I’ve lived in Cardiff for 42 years. So in thinking of a place that felt special to me, I had lots of choices. I love Donkey beach in Penarth, a secret little place under Penarth cliffs that my Nan and Gramps took me and my sister when we were little. I love the sea around Cardiff Bay and the docks. Bute Park, Roath Park, Victoria Park. Cardiff has good parks. I like sitting on Platform 7 on Central Station looking over to the Brains Brewery sign and the smell of the hops. I could have talked about lots of places that make Cardiff my home but I really wanted to talk about a place that has been part of my life for the last 25 years and I hope will continue to be so for the next 25 – Cardiff’s Sherman Cymru.
My first visit to the then Sherman Theatre was in 1985. I was 15 and had come on a school trip arranged by the English department to see Macbeth. I remember having to sit within hands reach of my teacher because my concentration wasn’t great and it was long. I was bored and fidgeting and desperately wanting to get back on the bus. When it ended I was relieved.

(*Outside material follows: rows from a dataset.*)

impl DeliveryProcessor {
    /// Initialize the delivery processor
    ///
    /// # Errors
    ///
    /// Returns an error if the processor cannot be initialized
    pub fn init(
        &mut self,
        spool: Arc<dyn empath_spool::BackingStore>,
        dns_resolver: Option<Arc<dyn crate::DnsResolver>>,
    ) -> Result<(), DeliveryError> {
        internal!("Initialising Delivery Processor ...");
        self.spool = Some(spool);

        if let Some(store) = self.dlq.build_store() {
            if let Err(e) = store.ensure_directory() {
                empath_common::tracing::warn!(error = %e, "Failed to create DLQ directory, disabling DLQ");
            } else {
                internal!("Dead-letter queue enabled at {}", self.dlq.path.display());
                self.dlq_store = Some(Arc::new(store));
            }
        }

        // Use injected DNS resolver or create default HickoryDnsResolver
        self.dns_resolver = if let Some(resolver) = dns_resolver {
            internal!("Using injected DNS resolver (likely MockDnsResolver for testing)");
            Some(resolver)
        } else {
            let resolver = Arc::new(HickoryDnsResolver::with_dns_config(self.dns.clone())?);
            internal!(
                "DNS resolver initialized with timeout={}s, cache_ttl={}, min_ttl={}s, max_ttl={}s, cache_size={}",
                self.dns.timeout_secs,
                self.dns.cache_ttl_secs.map_or_else(
                    || "DNS record TTL".to_string(),
                    |ttl| format!("{ttl}s (override)")
                ),
                self.dns.min_cache_ttl_secs,
                self.dns.max_cache_ttl_secs,
                self.dns.cache_size
            );
            Some(resolver)
        };

        // Initialize delivery metrics
        match empath_metrics::DeliveryMetrics::new(10, Vec::default()) {
            Ok(metrics) => {
                self.metrics = Some(metrics);
                internal!("Delivery metrics initialized");
            }
            Err(e) => {
                empath_common::tracing::warn!(error = %e, "Failed to initialize delivery metrics");
            }
        }

        // Initialize rate limiter
        self.rate_limiter = Some(RateLimiter::new(self.rate_limit.clone()));
        internal!(
            "Rate limiter initialized (default: {} msg/sec, burst: {})",
            self.rate_limit.messages_per_second,
            self.rate_limit.burst_size
        );

        // Initialize circuit breaker
        self.circuit_breaker_instance = Some(CircuitBreaker::new(self.circuit_breaker.clone()));
        internal!(
            "Circuit breaker initialized (threshold: {} failures in {}s, timeout: {}s)",
            self.circuit_breaker.failure_threshold,
            self.circuit_breaker.failure_window_secs,
            self.circuit_breaker.timeout_secs
        );

        // Initialize domain policy resolver
        self.domain_resolver = Some(crate::policy::DomainPolicyResolver::new(
            self.domains.clone(),
            self.accept_invalid_certs,
        ));
        internal!(
            "Domain policy resolver initialized ({} domain configs, global accept_invalid_certs: {})",
            self.domains.len(),
            self.accept_invalid_certs
        );

        Ok(())
    }

    /// Get a reference to the DNS resolver (for control interface)
    #[must_use]
    pub const fn dns_resolver(&self) -> &Option<Arc<dyn DnsResolver>> {
        &self.dns_resolver
    }

    /// Get a reference to the domain configuration registry (for control interface)
    #[must_use]
    pub const fn domains(&self) -> &DomainConfigRegistry {
        &self.domains
    }

    /// Get a reference to the spool backing store (for control interface)
    #[must_use]
    pub const fn spool(&self) -> &Option<Arc<dyn empath_spool::BackingStore>> {
        &self.spool
    }

    /// Run the delivery processor
    ///
    /// This method runs continuously until a shutdown signal is received.
    /// It periodically scans the spool for new messages and processes the
    /// delivery queue.
    ///
    /// ## Graceful Shutdown
    ///
    /// When a shutdown signal is received:
    /// 1. Stop accepting new work (scan/process ticks)
    /// 2. Wait for any in-flight delivery to complete (with 30s timeout)
    /// 3. Exit cleanly
    ///
    /// In-flight deliveries that don't complete within the shutdown timeout
    /// will be marked as pending and retried on the next restart.
    ///
    /// # Errors
    ///
    /// Returns an error if the delivery processor encounters a fatal error
    #[allow(clippy::too_many_lines)]
    #[traced(instrument(level = empath_common::tracing::Level::TRACE, skip_all))]
    pub async fn serve(
        self: Arc<Self>,
        mut shutdown: tokio::sync::broadcast::Receiver<Signal>,
    ) -> Result<(), DeliveryError> {
        internal!("Delivery processor starting");

        let Some(ref spool) = self.spool else {
            return Err(crate::error::SystemError::NotInitialized(
                "Delivery processor not initialized. Call init() first.".to_string(),
            )
            .into());
        };

        let scan_interval = Duration::from_secs(self.scan_interval_secs);
        let process_interval = Duration::from_secs(self.process_interval_secs);
        let cleanup_interval = Duration::from_secs(self.cleanup_interval_secs);
        let retention_interval = Duration::from_secs(self.retention_interval_secs);

        // Perform initial spool scan at startup to load existing messages
        // This ensures `empathctl queue list` works immediately
        match scan::scan_spool_internal(&self, spool).await {
            Ok(count) if count > 0 => {
                internal!("Initial spool scan found {count} messages");
            }
            Ok(_) => {
                internal!("Initial spool scan found no messages");
            }
            Err(e) => {
                empath_common::tracing::error!("Error during initial spool scan: {e}");
            }
        }

        let mut scan_timer = tokio::time::interval(scan_interval);
        let mut process_timer = tokio::time::interval(process_interval);
        let mut cleanup_timer = tokio::time::interval(cleanup_interval);
        let mut retention_timer = tokio::time::interval(retention_interval);

        // Skip the first tick to avoid immediate execution (after initial scan)
        scan_timer.tick().await;
        process_timer.tick().await;
        cleanup_timer.tick().await;
        retention_timer.tick().await;

        // Track if we're currently processing a delivery
        let processing = Arc::new(std::sync::atomic::AtomicBool::new(false));
        let processing_clone = processing.clone();

        loop {
            tokio::select! {
                _ = scan_timer.tick() => {
                    match scan::scan_spool_internal(&self, spool).await {
                        Ok(count) if count > 0 => {
                            empath_common::tracing::info!("Scanned spool, found {count} new messages");
                        }
                        Ok(_) => {
                            empath_common::tracing::debug!("Scanned spool, no new messages");
                        }
                        Err(e) => {
                            empath_common::tracing::error!("Error scanning spool: {e}");
                        }
                    }
                }
                _ = process_timer.tick() => {

                    // Mark that we're processing
                    processing.store(true, std::sync::atomic::Ordering::SeqCst);

                    match process::process_queue_internal(&self, spool).await {
                        Ok(()) => {
                            empath_common::tracing::debug!("Processed delivery queue");
                        }
                        Err(e) => {
                            empath_common::tracing::error!("Error processing delivery queue: {e}");
                        }
                    }

                    // Mark that we're done processing
                    processing.store(false, std::sync::atomic::Ordering::SeqCst);
                }
                _ = cleanup_timer.tick() => {
                    match cleanup::process_cleanup_queue(&self, spool).await {
                        Ok(count) if count > 0 => {
                            empath_common::tracing::info!("Cleanup queue processed, {count} messages cleaned up");
                        }
                        Ok(_) => {
                            empath_common::tracing::debug!("Cleanup queue processed, no messages ready for retry");
                        }
                        Err(e) => {
                            empath_common::tracing::error!("Error processing cleanup queue: {e}");
                        }
                    }
                }
                _ = retention_timer.tick() => {
                    let removed = retention::run_retention_sweep(&self).await;
                    if removed > 0 {
                        empath_common::tracing::info!("Retention janitor removed {removed} aged records");
                    }
                }
                sig = shutdown.recv() => {
                    match sig {
                        Ok(Signal::Shutdown | Signal::Finalised) => {
                            internal!("Delivery processor received shutdown signal");

                            // Wait for any in-flight delivery to complete (with 30s timeout)
                            let shutdown_timeout = Duration::from_secs(30);
                            let start = std::time::Instant::now();

                            while processing_clone.load(std::sync::atomic::Ordering::SeqCst) {
                                if start.elapsed() >= shutdown_timeout {
                                    empath_common::tracing::warn!(
                                        "Shutdown timeout exceeded, {} remaining in-flight delivery will be retried on restart",
                                        if processing_clone.load(std::sync::atomic::Ordering::SeqCst) { "1" } else { "0" }
                                    );
                                    break;
                                }

                                empath_common::tracing::debug!(
                                    "Waiting for in-flight delivery to complete ({:.1}s elapsed)...",
                                    start.elapsed().as_secs_f64()
                                );
                                tokio::time::sleep(Duration::from_millis(100)).await;
                            }

                            if !processing_clone.load(std::sync::atomic::Ordering::SeqCst) {
                                internal!("All in-flight deliveries completed successfully");
                            }

                            // Queue state is automatically persisted to spool on every status change
                            internal!("Delivery processor shutdown complete");
                            break;
                        }
                        Err(e) => {
                            empath_common::tracing::error!("Delivery processor shutdown channel error: {e}");
                            break;
                        }
                    }
                }
            }
        }

        Ok(())
    }

    /// Get a reference to the delivery queue
    pub const fn queue(&self) -> &DeliveryQueue {
        &self.queue
    }
}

The next time I came to the Sherman was in 1987. I was being interviewed for a administration placement on a government Y.T.S. Scheme. I had left school with no qualifications to speak of so my choices were limited. I remember there was a matinee on. As I was lead backstage and down to the administration offices, various characters passed me by covered in copious amounts of blood, running from one side of stage to the other, backstage calls sounded out and dressing room doors opened briefly exposing a mixture of discarded costumes and everyday clothes. A blood curdling scream echoed through the maze of backstage corridors as I met the General Manager, ‘Sweeny Todd’ she smiled, ushering me in.
I began my placement the following week and my relationship with The Sherman Theatre began.

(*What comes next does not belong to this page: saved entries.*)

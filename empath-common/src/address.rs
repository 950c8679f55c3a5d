use std::{
    fmt::{Debug, Display},
    ops::{Deref, DerefMut},
};

use mailparse::{MailAddr, MailAddrList};
use serde::{Deserialize, Serialize, de};

#[derive(Clone, Debug, PartialEq, Eq)]
pub struct Address(pub MailAddr);

impl Display for Address {
    fn fmt(&self, f: &mut std::fmt::Formatter<'_>) -> std::fmt::Result {
        self.0.fmt(f)
    }
}

impl From<MailAddr> for Address {
    fn from(value: MailAddr) -> Self {
        Self(value)
    }
}

impl Deref for Address {
    type Target = MailAddr;

    fn deref(&self) -> &Self::Target {
        &self.0
    }
}

impl Address {
    /// Extract the domain part of this address, if it has one.
    ///
    /// Returns `None` for group addresses (which have no single mailbox) or
    /// if the address has no `@` separator.
    #[must_use]
    pub fn domain(&self) -> Option<&str> {
        match &self.0 {
            MailAddr::Single(single) => single.addr.rsplit_once('@').map(|(_, domain)| domain),
            MailAddr::Group(_) => None,
        }
    }

    /// Extract the mailbox (full address) of this address, if it has one.
    #[must_use]
    pub fn mailbox(&self) -> Option<&str> {
        match &self.0 {
            MailAddr::Single(single) => Some(single.addr.as_str()),
            MailAddr::Group(_) => None,
        }
    }
}

impl DerefMut for Address {
    fn deref_mut(&mut self) -> &mut Self::Target {
        &mut self.0
    }
}

#[derive(Clone, Debug, PartialEq, Eq, Serialize, Deserialize)]
pub struct AddressList(pub Vec<Address>);

impl Display for AddressList {
    fn fmt(&self, f: &mut std::fmt::Formatter<'_>) -> std::fmt::Result {
        let mut last_was_group = false;
        for (i, addr) in self.iter().enumerate() {
            if i > 0 {
                if last_was_group {
                    write!(f, " ")?;
                } else {
                    write!(f, ", ")?;
                }
            }
            last_was_group = matches!(&**addr, MailAddr::Group(_));
            Display::fmt(addr, f)?;
        }
        Ok(())
    }
}

impl From<Vec<Address>> for AddressList {
    fn from(value: Vec<Address>) -> Self {
        Self(value)
    }
}

impl From<MailAddrList> for AddressList {
    fn from(value: MailAddrList) -> Self {
        Self(value.iter().map(|a| Address(a.clone())).collect())
    }
}

impl Deref for AddressList {
    type Target = Vec<Address>;

    fn deref(&self) -> &Self::Target {
        &self.0
    }
}

impl DerefMut for AddressList {
    fn deref_mut(&mut self) -> &mut Self::Target {
        &mut self.0
    }
}

impl Serialize for Address {
    fn serialize<S>(&self, serializer: S) -> Result<S::Ok, S::Error>
    where
        S: serde::Serializer,
    {
        let addr = match &self.0 {
            MailAddr::Group(group_info) => group_info.to_string(),
            MailAddr::Single(single_info) => single_info.to_string(),
        };
        serializer.serialize_str(addr.as_str())
    }
}

impl<'de> Deserialize<'de> for Address {
    fn deserialize<D>(deserializer: D) -> Result<Self, D::Error>
    where
        D: serde::Deserializer<'de>,
    {
        struct Addr;

        impl de::Visitor<'_> for Addr {
            type Value = Address;

            fn expecting(&self, formatter: &mut std::fmt::Formatter) -> std::fmt::Result {
                formatter.write_str("bytes")
            }

            fn visit_str<E>(self, v: &str) -> Result<Self::Value, E>
            where
                E: serde::de::Error,
            {
                mailparse::addrparse(v)
                    .map(|mut a| a.remove(0))
                    .map(Address)
                    .map_err(|_| de::Error::invalid_value(de::Unexpected::Str(v), &Self))
            }
        }

        deserializer.deserialize_str(Addr)
    }
}

#[cfg(test)]
mod address_tests {
    use super::*;

    fn addr(s: &str) -> Address {
        Address(mailparse::addrparse(s).unwrap().remove(0))
    }

    #[test]
    fn domain_extracts_after_at_sign() {
        assert_eq!(addr("user@example.com").domain(), Some("example.com"));
    }

    #[test]
    fn mailbox_returns_full_address() {
        assert_eq!(addr("user@example.com").mailbox(), Some("user@example.com"));
    }
}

My placement was only for a year or so and as the end of the scheme approached I was dreading having to leave I felt like I’d found somewhere that I fitted. A permanent job came up in the finance department and I was offered the chance to stay. Although I worked in administration I spent all the time I could with the production team. I often volunteered to work on productions for the experience and did a lot of work for the Youth Theatre productions. It started to dawn on me that my heart was in the more creative roles in theatre and so after seven years I left the Sherman Theatre and went to Welsh College to train to be a Stage Manager.

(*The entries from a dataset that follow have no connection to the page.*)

//! DNS resolver metrics
//!
//! Tracks DNS resolution performance including:
//! - Lookup durations by query type
//! - Cache hit/miss rates
//! - DNS errors

use std::sync::atomic::{AtomicU64, Ordering};

use opentelemetry::{
    KeyValue,
    metrics::{Counter, Histogram, Meter},
};

use crate::MetricsError;

/// DNS metrics collector
#[derive(Debug)]
pub struct DnsMetrics {
    /// Distribution of DNS lookup durations in seconds
    lookup_duration: Histogram<f64>,

    /// Total number of DNS lookups by query type
    lookups_total: Counter<u64>,

    /// Total number of cache hits
    cache_hits: Counter<u64>,

    /// Total number of cache misses
    cache_misses: Counter<u64>,

    /// Total number of DNS errors by type
    errors_total: Counter<u64>,

    /// Current cache size
    cache_size: AtomicU64,

    /// Total number of cache evictions
    cache_evictions: Counter<u64>,
}

impl DnsMetrics {
    /// Create a new DNS metrics collector
    ///
    /// # Errors
    ///
    /// Returns an error if metric instruments cannot be created.
    pub fn new() -> Result<Self, MetricsError> {
        let meter = meter();

        let lookup_duration = meter
            .f64_histogram("empath.dns.lookup.duration.seconds")
            .with_description("Distribution of DNS lookup durations")
            .build();

        let lookups_total = meter
            .u64_counter("empath.dns.lookups.total")
            .with_description("Total number of DNS lookups by query type")
            .build();

        let cache_hits = meter
            .u64_counter("empath.dns.cache.hits.total")
            .with_description("Total number of DNS cache hits")
            .build();

        let cache_misses = meter
            .u64_counter("empath.dns.cache.misses.total")
            .with_description("Total number of DNS cache misses")
            .build();

        let errors_total = meter
            .u64_counter("empath.dns.errors.total")
            .with_description("Total number of DNS errors by type")
            .build();

        let cache_evictions = meter
            .u64_counter("empath.dns.cache.evictions.total")
            .with_description("Total number of DNS cache evictions")
            .build();

        Ok(Self {
            lookup_duration,
            lookups_total,
            cache_hits,
            cache_misses,
            errors_total,
            cache_size: AtomicU64::new(0),
            cache_evictions,
        })
    }

    /// Record a DNS lookup
    pub fn record_lookup(&self, query_type: &str, duration_secs: f64) {
        let attributes = [KeyValue::new("query_type", query_type.to_string())];
        self.lookup_duration.record(duration_secs, &attributes);
        self.lookups_total.add(1, &attributes);
    }

    /// Record a cache hit
    pub fn record_cache_hit(&self, query_type: &str) {
        let attributes = [KeyValue::new("query_type", query_type.to_string())];
        self.cache_hits.add(1, &attributes);
    }

    /// Record a cache miss
    pub fn record_cache_miss(&self, query_type: &str) {
        let attributes = [KeyValue::new("query_type", query_type.to_string())];
        self.cache_misses.add(1, &attributes);
    }

    /// Record a DNS error
    pub fn record_error(&self, error_type: &str) {
        let attributes = [KeyValue::new("error_type", error_type.to_string())];
        self.errors_total.add(1, &attributes);
    }

    /// Update the cache size
    pub fn set_cache_size(&self, size: u64) {
        self.cache_size.store(size, Ordering::Relaxed);
    }

    /// Record a cache eviction
    pub fn record_cache_eviction(&self) {
        self.cache_evictions.add(1, &[]);
    }

    /// Get the current cache size
    #[must_use]
    pub fn get_cache_size(&self) -> u64 {
        self.cache_size.load(Ordering::Relaxed)
    }
}

/// Get the OpenTelemetry meter for DNS metrics
fn meter() -> Meter {
    opentelemetry::global::meter("empath.dns")
}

Over the last 25 years or so the Sherman has been a part of my life. I’ve worked there and experienced making and watching some great theatre. This year Sherman Cymru are producing a play I’ve written called ‘Before It Rains’ and so my relationship with the building continues.
I couldn’t be prouder.
Katherine Chandler’s first play was a musical comedy called The Bankrupt Bride that was produced by Theatr na n’Óg in 2009 and toured nationally. She has had a long-standing relationship with the company and her play We Need Bees, a children’s play for the under-sevens, is currently on tour. As a writer, she has also had short plays produced by Dirty Protest and Spectacle Theatre. In 2011 one of her plays was selected by Pentabus Theatre as their We Are Here 2011 winning script and was developed in association with Sherman Cymru. Katherine is the recipient of an Arts Council Wales grant to write a new female-led comedy and is under commission from National Theatre Wales to develop a new piece of work with them. In early 2013 Katherine will be on a studio attachment at the National Theatre (England). Before It Rains runs at Sherman Cymru between 25 September – 6 October 2012. Katherine currently lives in Penarth.